PROBLEM DESCRIPTION: After finding the line that includes "assert_eq!(p.spatial_dimension(), 3);" in the records below, transcribe it and each line after it through the last, exactly, and add nothing.

THE RECORDS:
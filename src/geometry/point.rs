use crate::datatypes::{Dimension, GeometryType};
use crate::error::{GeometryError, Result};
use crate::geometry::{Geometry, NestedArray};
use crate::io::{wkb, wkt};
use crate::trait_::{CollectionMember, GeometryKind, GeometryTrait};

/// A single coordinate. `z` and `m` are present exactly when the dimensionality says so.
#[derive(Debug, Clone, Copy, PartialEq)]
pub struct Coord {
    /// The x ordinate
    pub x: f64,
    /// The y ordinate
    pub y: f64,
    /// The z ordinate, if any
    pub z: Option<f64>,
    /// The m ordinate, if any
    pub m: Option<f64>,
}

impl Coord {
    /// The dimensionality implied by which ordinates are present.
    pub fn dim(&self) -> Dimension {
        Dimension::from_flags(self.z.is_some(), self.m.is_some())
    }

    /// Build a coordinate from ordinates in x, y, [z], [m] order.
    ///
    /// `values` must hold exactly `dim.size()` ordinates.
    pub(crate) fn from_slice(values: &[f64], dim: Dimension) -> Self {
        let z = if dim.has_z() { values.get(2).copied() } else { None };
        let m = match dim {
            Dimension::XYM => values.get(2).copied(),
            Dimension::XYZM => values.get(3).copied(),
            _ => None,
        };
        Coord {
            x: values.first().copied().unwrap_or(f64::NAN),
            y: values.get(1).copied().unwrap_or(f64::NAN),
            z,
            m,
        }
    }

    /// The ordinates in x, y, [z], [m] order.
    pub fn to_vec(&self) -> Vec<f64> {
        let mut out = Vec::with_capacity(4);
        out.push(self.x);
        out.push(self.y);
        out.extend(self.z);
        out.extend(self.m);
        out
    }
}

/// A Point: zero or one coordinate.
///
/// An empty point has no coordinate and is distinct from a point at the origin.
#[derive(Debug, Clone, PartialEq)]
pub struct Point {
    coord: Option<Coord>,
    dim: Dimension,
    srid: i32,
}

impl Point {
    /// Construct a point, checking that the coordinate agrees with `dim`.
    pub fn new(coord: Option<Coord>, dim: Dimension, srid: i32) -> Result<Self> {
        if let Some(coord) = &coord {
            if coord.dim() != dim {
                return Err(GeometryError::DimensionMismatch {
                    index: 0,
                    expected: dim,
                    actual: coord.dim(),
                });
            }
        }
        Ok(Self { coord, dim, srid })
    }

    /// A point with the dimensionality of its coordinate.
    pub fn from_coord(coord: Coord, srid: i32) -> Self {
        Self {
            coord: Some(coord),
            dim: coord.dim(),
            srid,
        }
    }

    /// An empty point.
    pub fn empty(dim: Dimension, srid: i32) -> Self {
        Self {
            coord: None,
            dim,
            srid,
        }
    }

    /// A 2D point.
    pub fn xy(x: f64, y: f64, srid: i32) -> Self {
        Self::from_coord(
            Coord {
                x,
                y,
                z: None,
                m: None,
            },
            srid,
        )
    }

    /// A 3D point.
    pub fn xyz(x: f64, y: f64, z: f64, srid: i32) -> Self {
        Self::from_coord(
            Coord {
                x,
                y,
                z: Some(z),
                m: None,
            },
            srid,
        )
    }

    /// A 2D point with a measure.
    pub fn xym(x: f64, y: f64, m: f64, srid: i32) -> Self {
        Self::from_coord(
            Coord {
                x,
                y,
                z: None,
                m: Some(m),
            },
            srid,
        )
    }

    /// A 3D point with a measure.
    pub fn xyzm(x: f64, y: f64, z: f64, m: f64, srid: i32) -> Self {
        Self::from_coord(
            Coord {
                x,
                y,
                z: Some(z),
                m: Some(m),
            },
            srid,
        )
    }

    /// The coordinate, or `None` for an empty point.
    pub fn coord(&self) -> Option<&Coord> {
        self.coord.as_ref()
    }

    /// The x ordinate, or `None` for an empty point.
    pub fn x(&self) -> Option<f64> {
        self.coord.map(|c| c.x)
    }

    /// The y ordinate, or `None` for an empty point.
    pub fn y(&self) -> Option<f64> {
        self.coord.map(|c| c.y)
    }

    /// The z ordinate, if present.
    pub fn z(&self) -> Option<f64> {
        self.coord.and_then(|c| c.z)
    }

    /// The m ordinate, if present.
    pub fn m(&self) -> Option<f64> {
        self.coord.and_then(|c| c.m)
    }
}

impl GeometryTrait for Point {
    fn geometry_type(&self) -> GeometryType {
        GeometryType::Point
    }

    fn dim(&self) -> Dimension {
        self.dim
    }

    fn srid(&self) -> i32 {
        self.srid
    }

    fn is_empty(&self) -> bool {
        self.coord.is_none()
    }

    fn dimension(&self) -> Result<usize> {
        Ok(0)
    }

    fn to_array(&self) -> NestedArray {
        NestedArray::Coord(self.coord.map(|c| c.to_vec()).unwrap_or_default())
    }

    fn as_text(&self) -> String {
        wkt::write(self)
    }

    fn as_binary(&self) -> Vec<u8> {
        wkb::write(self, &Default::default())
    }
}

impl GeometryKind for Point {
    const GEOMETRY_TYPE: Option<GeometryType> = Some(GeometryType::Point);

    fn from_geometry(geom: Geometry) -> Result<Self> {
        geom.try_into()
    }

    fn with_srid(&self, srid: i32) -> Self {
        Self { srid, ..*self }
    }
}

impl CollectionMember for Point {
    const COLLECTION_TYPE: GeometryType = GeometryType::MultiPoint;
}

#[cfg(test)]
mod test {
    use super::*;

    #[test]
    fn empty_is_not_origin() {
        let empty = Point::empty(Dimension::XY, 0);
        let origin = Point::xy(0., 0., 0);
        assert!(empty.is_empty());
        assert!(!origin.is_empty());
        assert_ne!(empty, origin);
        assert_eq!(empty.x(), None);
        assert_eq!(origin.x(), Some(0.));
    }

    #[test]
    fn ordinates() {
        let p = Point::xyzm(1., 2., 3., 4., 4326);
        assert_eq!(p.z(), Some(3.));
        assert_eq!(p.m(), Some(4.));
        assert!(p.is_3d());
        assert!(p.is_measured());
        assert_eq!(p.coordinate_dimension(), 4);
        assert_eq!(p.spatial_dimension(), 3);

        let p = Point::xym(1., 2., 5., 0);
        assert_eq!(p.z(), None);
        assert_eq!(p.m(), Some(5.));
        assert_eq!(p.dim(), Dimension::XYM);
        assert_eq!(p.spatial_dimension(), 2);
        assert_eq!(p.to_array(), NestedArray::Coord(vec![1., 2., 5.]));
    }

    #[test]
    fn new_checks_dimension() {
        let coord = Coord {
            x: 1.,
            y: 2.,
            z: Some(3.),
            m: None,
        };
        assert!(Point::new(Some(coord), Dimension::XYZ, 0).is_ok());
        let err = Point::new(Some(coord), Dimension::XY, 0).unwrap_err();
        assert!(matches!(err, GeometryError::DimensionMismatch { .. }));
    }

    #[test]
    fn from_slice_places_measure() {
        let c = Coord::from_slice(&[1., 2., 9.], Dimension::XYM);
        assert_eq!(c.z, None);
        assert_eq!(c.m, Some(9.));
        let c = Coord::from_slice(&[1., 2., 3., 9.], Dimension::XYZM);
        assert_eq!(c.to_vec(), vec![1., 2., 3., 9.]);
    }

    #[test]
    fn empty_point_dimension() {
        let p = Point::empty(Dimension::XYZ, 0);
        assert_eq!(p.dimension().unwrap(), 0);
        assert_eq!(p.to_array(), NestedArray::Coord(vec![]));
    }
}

RESPONSE TO THE TASK:
        assert_eq!(p.spatial_dimension(), 3);

        let p = Point::xym(1., 2., 5., 0);
        assert_eq!(p.z(), None);
        assert_eq!(p.m(), Some(5.));
        assert_eq!(p.dim(), Dimension::XYM);
        assert_eq!(p.spatial_dimension(), 2);
        assert_eq!(p.to_array(), NestedArray::Coord(vec![1., 2., 5.]));
    }

    #[test]
    fn new_checks_dimension() {
        let coord = Coord {
            x: 1.,
            y: 2.,
            z: Some(3.),
            m: None,
        };
        assert!(Point::new(Some(coord), Dimension::XYZ, 0).is_ok());
        let err = Point::new(Some(coord), Dimension::XY, 0).unwrap_err();
        assert!(matches!(err, GeometryError::DimensionMismatch { .. }));
    }

    #[test]
    fn from_slice_places_measure() {
        let c = Coord::from_slice(&[1., 2., 9.], Dimension::XYM);
        assert_eq!(c.z, None);
        assert_eq!(c.m, Some(9.));
        let c = Coord::from_slice(&[1., 2., 3., 9.], Dimension::XYZM);
        assert_eq!(c.to_vec(), vec![1., 2., 3., 9.]);
    }

    #[test]
    fn empty_point_dimension() {
        let p = Point::empty(Dimension::XYZ, 0);
        assert_eq!(p.dimension().unwrap(), 0);
        assert_eq!(p.to_array(), NestedArray::Coord(vec![]));
    }
}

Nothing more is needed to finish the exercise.